- Leader: Zvonko JurišićBožo Ljubić
- Founded: 16 June 2010
- Dissolved: 17 March 2011
- Merger of: Croatian Party of Rights of Bosnia and HerzegovinaCroatian Democratic Union 1990Croat People's UnionCroatian Union of Herzeg-Bosnia
- Headquarters: Mostar
- Ideology: Croatian nationalism Decentralisation
- Political position: centre-right
- Colours: red
- Slogan: Snaga zajedništva (Power of unity)
- Ethnic group: Croats

= Croatian Coalition (2010) =

The Croatian Coalition (Hrvatska koalicija) was the coalition of two Croat parties in Bosnia and Herzegovina, Croatian Democratic Union 1990 and Croatian Party of Rights of Bosnia and Herzegovina.

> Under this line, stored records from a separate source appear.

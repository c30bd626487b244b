//! Data models for pdftext.

pub mod config;
pub mod result;
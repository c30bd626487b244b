//! Input acquisition - the whole PDF is buffered in memory.

use std::fs;
use std::io::{self, Read};
use std::path::Path;

use anyhow::Context;
use tracing::info;

/// Read PDF bytes from `path`, or from standard input when no path is given.
pub fn read_input(path: Option<&Path>) -> anyhow::Result<Vec<u8>> {
    match path {
        Some(path) => {
            info!("Reading PDF from {}", path.display());
            fs::read(path).with_context(|| format!("failed to read {}", path.display()))
        }
        None => {
            info!("Reading PDF from standard input");
            read_all(io::stdin().lock()).context("failed to read standard input")
        }
    }
}

/// Read a stream until end-of-stream.
pub fn read_all<R: Read>(mut reader: R) -> io::Result<Vec<u8>> {
    let mut data = Vec::new();
    reader.read_to_end(&mut data)?;
    Ok(data)
}
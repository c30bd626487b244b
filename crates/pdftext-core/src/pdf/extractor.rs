//! PDF text extraction using lopdf and pdf-extract.

use std::any::Any;
use std::borrow::Cow;
use std::io::{self, Write};
use std::panic::{self, AssertUnwindSafe};
use std::sync::{Mutex, PoisonError};

use gag::Gag;
use lopdf::Document;
use pdf_extract::PlainTextOutput;
use tracing::{debug, trace, warn};

use super::{PdfProcessor, Result};
use crate::error::PdfError;

/// Serializes the process-wide panic hook swap and stdout redirection.
static GUARD_LOCK: Mutex<()> = Mutex::new(());

/// PDF text extractor.
///
/// `lopdf` opens the document, handles empty-password encryption and walks
/// the page tree; `pdf-extract` renders each page's content stream to text.
pub struct PdfExtractor {
    document: Option<Document>,
    text_document: Option<pdf_extract::Document>,
}

impl PdfExtractor {
    /// Create a new PDF extractor.
    pub fn new() -> Self {
        Self {
            document: None,
            text_document: None,
        }
    }
}

impl Default for PdfExtractor {
    fn default() -> Self {
        Self::new()
    }
}

impl PdfProcessor for PdfExtractor {
    fn load(&mut self, data: &[u8]) -> Result<()> {
        let mut doc = Document::load_mem(data).map_err(|e| PdfError::Parse(e.to_string()))?;

        // Owner-password-only files open with an empty user password.
        let plain_data = if doc.is_encrypted() {
            if let Err(e) = doc.decrypt("") {
                debug!("Empty-password decryption failed: {}", e);
                return Err(PdfError::Encrypted);
            }
            debug!("Decrypted PDF with empty password");

            let mut decrypted_data = Vec::new();
            doc.save_to(&mut decrypted_data)
                .map_err(|e| PdfError::Parse(format!("failed to save decrypted PDF: {}", e)))?;
            Cow::Owned(decrypted_data)
        } else {
            Cow::Borrowed(data)
        };

        let text_document = run_guarded(|| pdf_extract::Document::load_mem(&plain_data))?
            .map_err(|e| PdfError::Parse(e.to_string()))?;

        debug!("Loaded PDF with {} pages", doc.get_pages().len());
        self.document = Some(doc);
        self.text_document = Some(text_document);
        Ok(())
    }

    fn page_count(&self) -> usize {
        self.document
            .as_ref()
            .map(|doc| doc.get_pages().len())
            .unwrap_or(0)
    }

    fn extract_page_text(&self, index: usize) -> Result<String> {
        let doc = self.text_document.as_ref().ok_or(PdfError::NotLoaded)?;
        if index >= self.page_count() {
            return Err(PdfError::InvalidPage(index));
        }
        let page_num = u32::try_from(index + 1).map_err(|_| PdfError::InvalidPage(index))?;

        let mut text = String::new();
        run_guarded(|| {
            let mut output = PlainTextOutput::new(&mut text);
            pdf_extract::output_doc_page(doc, &mut output, page_num)
        })?
        .map_err(|e| PdfError::TextExtraction(e.to_string()))?;

        trace!("Page {}: {} chars", index, text.len());
        Ok(text)
    }
}

/// Run a pdf-extract call with stdout silenced and panics turned into errors.
///
/// pdf-extract prints diagnostics with `println!`, and stdout belongs to the
/// caller's JSON record.
fn run_guarded<T, F: FnOnce() -> T>(f: F) -> Result<T> {
    let _lock = GUARD_LOCK.lock().unwrap_or_else(PoisonError::into_inner);
    let silenced = Gag::stdout().ok();
    if silenced.is_none() {
        debug!("Could not redirect stdout around pdf-extract");
    }

    let previous_hook = panic::take_hook();
    panic::set_hook(Box::new(|info| {
        warn!("pdf-extract panicked: {}", info);
    }));
    let outcome = panic::catch_unwind(AssertUnwindSafe(f));
    panic::set_hook(previous_hook);

    // Anything still buffered must land in the redirect, not after it.
    let _ = io::stdout().flush();
    drop(silenced);

    outcome.map_err(|payload| PdfError::Panicked(panic_message(payload.as_ref())))
}

fn panic_message(payload: &(dyn Any + Send)) -> String {
    if let Some(message) = payload.downcast_ref::<&str>() {
        (*message).to_string()
    } else if let Some(message) = payload.downcast_ref::<String>() {
        message.clone()
    } else {
        "unknown panic".to_string()
    }
}
//! Result emission - one JSON object per line.

use std::io::Write;

use anyhow::Context;

use pdftext_core::ExtractionResult;

/// Write `result` as a single JSON line and flush.
pub fn write_result<W: Write>(writer: &mut W, result: &ExtractionResult) -> anyhow::Result<()> {
    let json = result.to_json().context("failed to serialize result")?;
    writeln!(writer, "{}", json).context("failed to write result")?;
    writer.flush().context("failed to flush output")?;
    Ok(())
}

This coalition was involved in 2010 Bosnia and Herzegovina general election where it ran for seats and parliament and presidential election.

In February 2010, president of the Croatian Party of Rights of Bosnia and Herzegovina, Zvonko Jurišić, signed a unity agreement with Croatian People's Union led by Milenko Brkić and Croatian Union of Herzeg-Bosnia led by Petar Milić in Mostar. According to this agreement all this party would act under one name - Croatian Party of Rights of Bosnia and Herzegovina.

At the election, this coalition won 49,524 votes, respectively 4,86% of Croat votes which gave them 4 out of 57 seats in Parliament of Bosnia and Herzegovina and 8 out of 156 seats in Parliament of Bosnia and Herzegovina.

The coalition ended in March 2011 when HDZ 1990 and HSP BiH split; HSP BiH entered in new coalition with Social Democratic Party of Bosnia and Herzegovina, Party of Democratic Action and People's Party Work for Betterment and formed a government of the Federation of Bosnia and Herzegovina.